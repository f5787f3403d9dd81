use thiserror::Error;

/// Errors that can occur while normalizing, converting, or packaging
/// fiscal documents.
#[derive(Debug, Error)]
#[non_exhaustive]
pub enum FiscalError {
    /// The XML input is malformed and no tree could be built.
    #[error("XML parse error: {0}")]
    Parse(String),

    /// The document contains neither an `infNFe` nor an `infCte` block.
    #[error("unrecognized document type: neither NFe nor CTe")]
    UnrecognizedDocumentType,

    /// The document claims a type but lacks a mandatory structural block.
    #[error("missing required structure: {0}")]
    MissingRequiredStructure(&'static str),

    /// More inputs were submitted than the batch accepts.
    #[error("batch limit exceeded: {count} inputs, maximum is {max}")]
    BatchLimitExceeded { count: usize, max: usize },

    /// A rendering adapter failed to produce output.
    #[error("rendering failed: {0}")]
    Render(String),

    /// Archive packaging was requested with zero successful artifacts.
    #[error("nothing to package: no successful artifacts")]
    NothingToPackage,

    /// Archive assembly failed.
    #[error("archive error: {0}")]
    Archive(String),

    /// An identifier (access key, CNPJ, CPF) has an invalid format.
    #[error("invalid identifier: {0}")]
    InvalidIdentifier(String),
}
——————
PROBLEM REQUIREMENTS> In the listing above, the line containing "Archive assembly failed." and all lines after it are to be restated word for word.

TASK RESPONSE>
    /// Archive assembly failed.
    #[error("archive error: {0}")]
    Archive(String),

    /// An identifier (access key, CNPJ, CPF) has an invalid format.
    #[error("invalid identifier: {0}")]
    InvalidIdentifier(String),
}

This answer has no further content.